The Diving Bell and the Butterfly (2007)

This dates from several years ago and is a story that at the time made news headlines around the world about a man who managed to write a book while being paralyzed and able to communicate with the outside world only by blinking one eye. Though obviously romanticized to some extent, it is indeed an excellent film that shows how a person may still have a rich and active mind while the body is paralyzed and succeeds in being emotionally resonant while avoiding trite sentimentality.

Jean-Dominique Bauby wakes up in a hospital and is informed that he has been in a coma for the past three weeks. After some confusion, he is further told that his entire body is paralyzed due to a stroke and he has conscious control only of his left eye. To his horror, a doctor even sews his right eye shut in order to protect the cornea from damage. The doctors realize that despite being unable to speak, his mind is fully active and conscious, so a speech therapist devises a system in which she reads out a string of letters and he blinks to indicate which letter he wants to laboriously spell out messages. A physical therapist also tries to get him to work his tongue so that he can eat normally but it doesn’t seem to be successful. Eventually he becomes adroit at communicating with his eye and gets used to the routine at the hospital, with family and friends often coming to visit him. Before his stroke he was the editor of Elle magazine and had a book deal with a publisher. He decides to write a book by having someone transcript his writing one letter at a time, though the subject is now a memoir of his current condition.

The first third or so of the film attempts to capture the experience of this locked-in syndrome from Bauby’s perspective, seeing the world through a single eye from a fixed location and saying thoughts in his own head that no one else can hear. Once he realizes the extent of his paralysis and how he is cut off from the world, a situation that he likens to being locked inside a diving suit, he retreats to the inner world of his own imagination which the film fully portrays as well.
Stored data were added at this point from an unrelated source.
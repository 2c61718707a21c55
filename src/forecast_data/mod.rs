pub mod error;
pub mod exporter;
pub mod fetcher;
pub mod transformer;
The juxtaposition of the horror of his situation with the somewhat whimsical tone of his private fantasies is beautifully represented by the title of both Bauby’s book and this film and is, I believe, what makes this such a fantastic work of art. While trapped so within his own body, he still yearns and desires, for good food, to run and play, to ruffle the hair of his children, and even has erotic longings. This is far more poignant than simply emphasizing the tragedy itself would be.

I do so admire the film’s frank honesty and its unsentimental treatment of death. Once Bauby masters this communications system, onerous as it is, one of the first things he says is that he wants to die. His therapist rejects this statement angrily, saying that so many people are working to ensure that he lives and gets better. While he certainly wants to get better, being willing to entertain various religious remedies despite not being a believer, he still maintains that there is no point in living if there is truly no hope of recovery. Tragic as Bauby’s eventual death is, it’s hard not to see as a kind of welcome release after he had finished his book. It is also so French that the film maintains a male gaze throughout as Bauby still feels sexual desires and has fantasies about the woman hired to be his transcriptionist. It is however kind of unrealistic how every woman around him seems to be incredibly attractive.
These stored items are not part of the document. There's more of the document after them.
//! Defines the immutable description of a single-location daily forecast request.

use crate::config::ConfigError;
use bon::Builder;
use std::collections::HashSet;

/// Daily variables requested when none are configured, in column order.
pub const DEFAULT_DAILY_VARIABLES: [&str; 8] = [
    "temperature_2m_mean",
    "relative_humidity_2m_mean",
    "wind_speed_10m_mean",
    "cloud_cover_mean",
    "precipitation_sum",
    "shortwave_radiation_sum",
    "apparent_temperature_mean",
    "dew_point_2m_mean",
];

/// Toronto, the location the forecast is fetched for unless configured otherwise.
pub const DEFAULT_LOCATION: LatLon = LatLon(43.7064, -79.3986);

pub const DEFAULT_TIMEZONE: &str = "America/New_York";

/// Open-Meteo serves at most 16 days of daily forecast.
pub const MAX_FORECAST_DAYS: u8 = 16;

/// The response key holding the date sequence; it can't double as a variable name.
pub(crate) const TIME_KEY: &str = "time";

/// Represents a geographical coordinate using latitude and longitude.
///
/// Latitude is the first element (index 0), and longitude is the second (index 1).
///
/// # Examples
///
/// ```
/// use daily_forecast::LatLon;
///
/// let toronto = LatLon(43.7064, -79.3986);
/// assert_eq!(toronto.0, 43.7064); // Latitude
/// assert_eq!(toronto.1, -79.3986); // Longitude
/// ```
#[derive(Debug, Clone, Copy, PartialEq)]
pub struct LatLon(pub f64, pub f64);

/// Everything the forecast API needs to know about one request: where, what, in which
/// timezone and how many days ahead.
///
/// Construct it with the builder; every field has a default matching the fixed Toronto setup.
///
/// # Examples
///
/// ```
/// use daily_forecast::{ForecastRequest, LatLon};
///
/// let request = ForecastRequest::builder()
///     .location(LatLon(52.52, 13.405))
///     .variables(vec!["temperature_2m_mean".to_string()])
///     .timezone("Europe/Berlin")
///     .forecast_days(7)
///     .build();
///
/// assert_eq!(request.forecast_days(), 7);
/// assert!(request.validate().is_ok());
/// ```
#[derive(Debug, Clone, PartialEq, Builder)]
pub struct ForecastRequest {
    #[builder(default = DEFAULT_LOCATION)]
    location: LatLon,
    #[builder(default = default_variables())]
    variables: Vec<String>,
    #[builder(into, default = DEFAULT_TIMEZONE.to_owned())]
    timezone: String,
    #[builder(default = MAX_FORECAST_DAYS)]
    forecast_days: u8,
}

fn default_variables() -> Vec<String> {
    DEFAULT_DAILY_VARIABLES
        .iter()
        .map(|v| v.to_string())
        .collect()
}

impl Default for ForecastRequest {
    fn default() -> Self {
        Self::builder().build()
    }
}

impl ForecastRequest {
    pub fn location(&self) -> LatLon {
        self.location
    }

    /// The requested daily variables, in the order their columns will appear.
    pub fn variables(&self) -> &[String] {
        &self.variables
    }

    pub fn timezone(&self) -> &str {
        &self.timezone
    }

    pub fn forecast_days(&self) -> u8 {
        self.forecast_days
    }

    /// Checks that the request can be answered by the forecast API.
    ///
    /// # Errors
    ///
    /// Returns a [`ConfigError`] for out-of-range coordinates, a horizon outside `1..=16`
    /// days, an empty variable list, duplicated variables, or a variable named `time`.
    pub fn validate(&self) -> Result<(), ConfigError> {
        let LatLon(latitude, longitude) = self.location;
        if !(-90.0..=90.0).contains(&latitude) {
            return Err(ConfigError::InvalidLatitude(latitude));
        }
        if !(-180.0..=180.0).contains(&longitude) {
            return Err(ConfigError::InvalidLongitude(longitude));
        }
        if !(1..=MAX_FORECAST_DAYS).contains(&self.forecast_days) {
            return Err(ConfigError::InvalidForecastDays(self.forecast_days));
        }
        if self.variables.is_empty() {
            return Err(ConfigError::NoVariables);
        }

        let mut seen = HashSet::with_capacity(self.variables.len());
        for variable in &self.variables {
            if variable == TIME_KEY {
                return Err(ConfigError::ReservedVariable(variable.clone()));
            }
            if !seen.insert(variable.as_str()) {
                return Err(ConfigError::DuplicateVariable(variable.clone()));
            }
        }
        Ok(())
    }

    /// Query parameters for the forecast endpoint, in the order the API documents them.
    pub(crate) fn query_pairs(&self) -> Vec<(&'static str, String)> {
        vec![
            ("latitude", self.location.0.to_string()),
            ("longitude", self.location.1.to_string()),
            ("daily", self.variables.join(",")),
            ("timezone", self.timezone.clone()),
            ("forecast_days", self.forecast_days.to_string()),
        ]
    }
}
Anyway this truly is an excellent film, far better than the premise would have you think, and is rich in themes and emotions. The revelation of how Bauby once swapped airplane seats with another passenger who would later be taken prisoner after a hijacking makes for a fascinating digression. I do wish there were more in the way of detail of his physical condition, such as how they feed him and what the doctors thought the causes of the sudden seizure might be. Of course, one also can’t help but notice that an incredible amount of money must have been spent on keeping him alive and trying to get him well. In this case, this rare syndrome happened to strike a person who is clearly well-to-do and of course lives in a rich country. How much worse then for someone in a far less privileged position?